§ Exercise brief
Nothing but the data below, returned exactly, should appear in the answer.

______________________________

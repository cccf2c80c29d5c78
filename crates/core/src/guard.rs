// Permission Guard
//
// A static capability matrix keyed by role. Every instance-mutating call is
// checked here first; a denial leaves all state untouched.

use std::collections::{BTreeMap, BTreeSet};
use std::fmt;

use serde::{Deserialize, Serialize};

use crate::error::EngineError;

/// Capabilities a role may hold
#[derive(Debug, Clone, Copy, PartialEq, Eq, PartialOrd, Ord, Hash, Serialize, Deserialize)]
#[serde(rename_all = "snake_case")]
pub enum Capability {
    Trigger,
    ViewOwn,
    ViewTeam,
    ViewAll,
    Approve,
    Reject,
    Delegate,
    Escalate,
    Cancel,
    Configure,
    CreateTemplates,
    Override,
    Simulate,
    Audit,
}

impl Capability {
    pub const ALL: [Capability; 14] = [
        Capability::Trigger,
        Capability::ViewOwn,
        Capability::ViewTeam,
        Capability::ViewAll,
        Capability::Approve,
        Capability::Reject,
        Capability::Delegate,
        Capability::Escalate,
        Capability::Cancel,
        Capability::Configure,
        Capability::CreateTemplates,
        Capability::Override,
        Capability::Simulate,
        Capability::Audit,
    ];

    pub fn as_str(&self) -> &'static str {
        match self {
            Capability::Trigger => "trigger",
            Capability::ViewOwn => "view_own",
            Capability::ViewTeam => "view_team",
            Capability::ViewAll => "view_all",
            Capability::Approve => "approve",
            Capability::Reject => "reject",
            Capability::Delegate => "delegate",
            Capability::Escalate => "escalate",
            Capability::Cancel => "cancel",
            Capability::Configure => "configure",
            Capability::CreateTemplates => "create_templates",
            Capability::Override => "override",
            Capability::Simulate => "simulate",
            Capability::Audit => "audit",
        }
    }
}

impl fmt::Display for Capability {
    fn fmt(&self, f: &mut fmt::Formatter<'_>) -> fmt::Result {
        f.write_str(self.as_str())
    }
}

/// The caller of an engine operation
#[derive(Debug, Clone, PartialEq, Eq, Serialize, Deserialize)]
pub struct Principal {
    pub id: String,
    pub roles: Vec<String>,
}

impl Principal {
    pub fn new(id: impl Into<String>) -> Self {
        Self {
            id: id.into(),
            roles: Vec::new(),
        }
    }

    pub fn with_role(mut self, role: impl Into<String>) -> Self {
        self.roles.push(role.into());
        self
    }

    /// Internal principal used by the scheduler and action workers
    pub fn system() -> Self {
        Self::new("system").with_role("system")
    }

    pub fn has_role(&self, role: &str) -> bool {
        self.roles.iter().any(|r| r == role)
    }
}

/// Role → capability set
#[derive(Debug, Clone, Default, Serialize, Deserialize)]
pub struct PermissionMatrix {
    roles: BTreeMap<String, BTreeSet<Capability>>,
}

impl PermissionMatrix {
    pub fn new() -> Self {
        Self::default()
    }

    /// The built-in matrix
    ///
    /// | role     | capabilities                                        |
    /// |----------|-----------------------------------------------------|
    /// | employee | trigger, view_own                                   |
    /// | manager  | employee + approve, reject, delegate, view_team     |
    /// | finance  | same as manager                                     |
    /// | auditor  | view_all, audit, simulate                           |
    /// | admin    | everything                                          |
    /// | system   | everything (scheduler and action workers)           |
    pub fn standard() -> Self {
        use Capability::*;
        let employee = [Trigger, ViewOwn];
        let approver = [Trigger, ViewOwn, ViewTeam, Approve, Reject, Delegate];

        Self::new()
            .grant("employee", employee)
            .grant("manager", approver)
            .grant("finance", approver)
            .grant("auditor", [ViewAll, Audit, Simulate])
            .grant("admin", Capability::ALL)
            .grant("system", Capability::ALL)
    }

    /// Add capabilities to a role
    pub fn grant(
        mut self,
        role: impl Into<String>,
        capabilities: impl IntoIterator<Item = Capability>,
    ) -> Self {
        self.roles
            .entry(role.into())
            .or_default()
            .extend(capabilities);
        self
    }

    pub fn role_has(&self, role: &str, capability: Capability) -> bool {
        self.roles
            .get(role)
            .is_some_and(|caps| caps.contains(&capability))
    }

    /// Roles holding a capability, in name order
    pub fn roles_with(&self, capability: Capability) -> Vec<String> {
        self.roles
            .iter()
            .filter(|(_, caps)| caps.contains(&capability))
            .map(|(role, _)| role.clone())
            .collect()
    }
}

/// Checks a principal's roles against the matrix
#[derive(Debug, Clone)]
pub struct PermissionGuard {
    matrix: PermissionMatrix,
}

impl Default for PermissionGuard {
    fn default() -> Self {
        Self::new(PermissionMatrix::standard())
    }
}

impl PermissionGuard {
    pub fn new(matrix: PermissionMatrix) -> Self {
        Self { matrix }
    }

    pub fn matrix(&self) -> &PermissionMatrix {
        &self.matrix
    }

    pub fn allows(&self, principal: &Principal, capability: Capability) -> bool {
        principal
            .roles
            .iter()
            .any(|role| self.matrix.role_has(role, capability))
    }

    /// Fail with `PermissionDenied` unless the principal holds the capability
    pub fn check(&self, principal: &Principal, capability: Capability) -> Result<(), EngineError> {
        if self.allows(principal, capability) {
            Ok(())
        } else {
            tracing::warn!(
                principal = %principal.id,
                capability = %capability,
                "permission denied"
            );
            Err(EngineError::PermissionDenied {
                principal: principal.id.clone(),
                capability,
            })
        }
    }

    /// Succeeds if any of the capabilities is held; reports the first on denial
    pub fn check_any(
        &self,
        principal: &Principal,
        capabilities: &[Capability],
    ) -> Result<Capability, EngineError> {
        for cap in capabilities {
            if self.allows(principal, *cap) {
                return Ok(*cap);
            }
        }
        let capability = capabilities.first().copied().unwrap_or(Capability::ViewAll);
        Err(EngineError::PermissionDenied {
            principal: principal.id.clone(),
            capability,
        })
    }
}

#[cfg(test)]
mod tests {
    use super::*;

    #[test]
    fn test_standard_matrix() {
        let guard = PermissionGuard::default();
        let employee = Principal::new("e1").with_role("employee");
        let manager = Principal::new("m1").with_role("manager");
        let admin = Principal::new("a1").with_role("admin");

        assert!(guard.allows(&employee, Capability::Trigger));
        assert!(!guard.allows(&employee, Capability::Approve));
        assert!(guard.allows(&manager, Capability::Approve));
        assert!(!guard.allows(&manager, Capability::Override));
        assert!(guard.allows(&admin, Capability::Override));
    }

    #[test]
    fn test_check_denies_with_typed_error() {
        let guard = PermissionGuard::default();
        let manager = Principal::new("m1").with_role("manager");
        let err = guard.check(&manager, Capability::Cancel).unwrap_err();
        assert!(matches!(
            err,
            EngineError::PermissionDenied { ref principal, capability: Capability::Cancel }
                if principal == "m1"
        ));
        assert_eq!(err.to_string(), "permission denied: m1 lacks cancel");
    }

    #[test]
    fn test_roles_are_unioned() {
        let guard = PermissionGuard::default();
        let both = Principal::new("x").with_role("employee").with_role("auditor");
        assert!(guard.allows(&both, Capability::Trigger));
        assert!(guard.allows(&both, Capability::Audit));
        assert!(guard.check_any(&both, &[Capability::Approve, Capability::ViewAll]).is_ok());
    }

    #[test]
    fn test_roles_with() {
        let matrix = PermissionMatrix::standard();
        assert_eq!(
            matrix.roles_with(Capability::Audit),
            vec!["admin", "auditor", "system"]
        );
    }

    #[test]
    fn test_capability_serde() {
        let json = serde_json::to_string(&Capability::CreateTemplates).unwrap();
        assert_eq!(json, "\"create_templates\"");
    }
}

______________________________

§ Solution for this exercise
repository cccf2c80c29d5c78
filename crates/core/src/guard.rs
// Permission Guard
//
// A static capability matrix keyed by role. Every instance-mutating call is
// checked here first; a denial leaves all state untouched.

use std::collections::{BTreeMap, BTreeSet};
use std::fmt;

use serde::{Deserialize, Serialize};

use crate::error::EngineError;

/// Capabilities a role may hold
#[derive(Debug, Clone, Copy, PartialEq, Eq, PartialOrd, Ord, Hash, Serialize, Deserialize)]
#[serde(rename_all = "snake_case")]
pub enum Capability {
    Trigger,
    ViewOwn,
    ViewTeam,
    ViewAll,
    Approve,
    Reject,
    Delegate,
    Escalate,
    Cancel,
    Configure,
    CreateTemplates,
    Override,
    Simulate,
    Audit,
}

impl Capability {
    pub const ALL: [Capability; 14] = [
        Capability::Trigger,
        Capability::ViewOwn,
        Capability::ViewTeam,
        Capability::ViewAll,
        Capability::Approve,
        Capability::Reject,
        Capability::Delegate,
        Capability::Escalate,
        Capability::Cancel,
        Capability::Configure,
        Capability::CreateTemplates,
        Capability::Override,
        Capability::Simulate,
        Capability::Audit,
    ];

    pub fn as_str(&self) -> &'static str {
        match self {
            Capability::Trigger => "trigger",
            Capability::ViewOwn => "view_own",
            Capability::ViewTeam => "view_team",
            Capability::ViewAll => "view_all",
            Capability::Approve => "approve",
            Capability::Reject => "reject",
            Capability::Delegate => "delegate",
            Capability::Escalate => "escalate",
            Capability::Cancel => "cancel",
            Capability::Configure => "configure",
            Capability::CreateTemplates => "create_templates",
            Capability::Override => "override",
            Capability::Simulate => "simulate",
            Capability::Audit => "audit",
        }
    }
}

impl fmt::Display for Capability {
    fn fmt(&self, f: &mut fmt::Formatter<'_>) -> fmt::Result {
        f.write_str(self.as_str())
    }
}

/// The caller of an engine operation
#[derive(Debug, Clone, PartialEq, Eq, Serialize, Deserialize)]
pub struct Principal {
    pub id: String,
    pub roles: Vec<String>,
}

impl Principal {
    pub fn new(id: impl Into<String>) -> Self {
        Self {
            id: id.into(),
            roles: Vec::new(),
        }
    }

    pub fn with_role(mut self, role: impl Into<String>) -> Self {
        self.roles.push(role.into());
        self
    }

    /// Internal principal used by the scheduler and action workers
    pub fn system() -> Self {
        Self::new("system").with_role("system")
    }

    pub fn has_role(&self, role: &str) -> bool {
        self.roles.iter().any(|r| r == role)
    }
}

/// Role → capability set
#[derive(Debug, Clone, Default, Serialize, Deserialize)]
pub struct PermissionMatrix {
    roles: BTreeMap<String, BTreeSet<Capability>>,
}

impl PermissionMatrix {
    pub fn new() -> Self {
        Self::default()
    }

    /// The built-in matrix
    ///
    /// | role     | capabilities                                        |
    /// |----------|-----------------------------------------------------|
    /// | employee | trigger, view_own                                   |
    /// | manager  | employee + approve, reject, delegate, view_team     |
    /// | finance  | same as manager                                     |
    /// | auditor  | view_all, audit, simulate                           |
    /// | admin    | everything                                          |
    /// | system   | everything (scheduler and action workers)           |
    pub fn standard() -> Self {
        use Capability::*;
        let employee = [Trigger, ViewOwn];
        let approver = [Trigger, ViewOwn, ViewTeam, Approve, Reject, Delegate];

        Self::new()
            .grant("employee", employee)
            .grant("manager", approver)
            .grant("finance", approver)
            .grant("auditor", [ViewAll, Audit, Simulate])
            .grant("admin", Capability::ALL)
            .grant("system", Capability::ALL)
    }

    /// Add capabilities to a role
    pub fn grant(
        mut self,
        role: impl Into<String>,
        capabilities: impl IntoIterator<Item = Capability>,
    ) -> Self {
        self.roles
            .entry(role.into())
            .or_default()
            .extend(capabilities);
        self
    }

    pub fn role_has(&self, role: &str, capability: Capability) -> bool {
        self.roles
            .get(role)
            .is_some_and(|caps| caps.contains(&capability))
    }

    /// Roles holding a capability, in name order
    pub fn roles_with(&self, capability: Capability) -> Vec<String> {
        self.roles
            .iter()
            .filter(|(_, caps)| caps.contains(&capability))
            .map(|(role, _)| role.clone())
            .collect()
    }
}

/// Checks a principal's roles against the matrix
#[derive(Debug, Clone)]
pub struct PermissionGuard {
    matrix: PermissionMatrix,
}

impl Default for PermissionGuard {
    fn default() -> Self {
        Self::new(PermissionMatrix::standard())
    }
}

impl PermissionGuard {
    pub fn new(matrix: PermissionMatrix) -> Self {
        Self { matrix }
    }

    pub fn matrix(&self) -> &PermissionMatrix {
        &self.matrix
    }

    pub fn allows(&self, principal: &Principal, capability: Capability) -> bool {
        principal
            .roles
            .iter()
            .any(|role| self.matrix.role_has(role, capability))
    }

    /// Fail with `PermissionDenied` unless the principal holds the capability
    pub fn check(&self, principal: &Principal, capability: Capability) -> Result<(), EngineError> {
        if self.allows(principal, capability) {
            Ok(())
        } else {
            tracing::warn!(
                principal = %principal.id,
                capability = %capability,
                "permission denied"
            );
            Err(EngineError::PermissionDenied {
                principal: principal.id.clone(),
                capability,
            })
        }
    }

    /// Succeeds if any of the capabilities is held; reports the first on denial
    pub fn check_any(
        &self,
        principal: &Principal,
        capabilities: &[Capability],
    ) -> Result<Capability, EngineError> {
        for cap in capabilities {
            if self.allows(principal, *cap) {
                return Ok(*cap);
            }
        }
        let capability = capabilities.first().copied().unwrap_or(Capability::ViewAll);
        Err(EngineError::PermissionDenied {
            principal: principal.id.clone(),
            capability,
        })
    }
}

#[cfg(test)]
mod tests {
    use super::*;

    #[test]
    fn test_standard_matrix() {
        let guard = PermissionGuard::default();
        let employee = Principal::new("e1").with_role("employee");
        let manager = Principal::new("m1").with_role("manager");
        let admin = Principal::new("a1").with_role("admin");

        assert!(guard.allows(&employee, Capability::Trigger));
        assert!(!guard.allows(&employee, Capability::Approve));
        assert!(guard.allows(&manager, Capability::Approve));
        assert!(!guard.allows(&manager, Capability::Override));
        assert!(guard.allows(&admin, Capability::Override));
    }

    #[test]
    fn test_check_denies_with_typed_error() {
        let guard = PermissionGuard::default();
        let manager = Principal::new("m1").with_role("manager");
        let err = guard.check(&manager, Capability::Cancel).unwrap_err();
        assert!(matches!(
            err,
            EngineError::PermissionDenied { ref principal, capability: Capability::Cancel }
                if principal == "m1"
        ));
        assert_eq!(err.to_string(), "permission denied: m1 lacks cancel");
    }

    #[test]
    fn test_roles_are_unioned() {
        let guard = PermissionGuard::default();
        let both = Principal::new("x").with_role("employee").with_role("auditor");
        assert!(guard.allows(&both, Capability::Trigger));
        assert!(guard.allows(&both, Capability::Audit));
        assert!(guard.check_any(&both, &[Capability::Approve, Capability::ViewAll]).is_ok());
    }

    #[test]
    fn test_roles_with() {
        let matrix = PermissionMatrix::standard();
        assert_eq!(
            matrix.roles_with(Capability::Audit),
            vec!["admin", "auditor", "system"]
        );
    }

    #[test]
    fn test_capability_serde() {
        let json = serde_json::to_string(&Capability::CreateTemplates).unwrap();
        assert_eq!(json, "\"create_templates\"");
    }
}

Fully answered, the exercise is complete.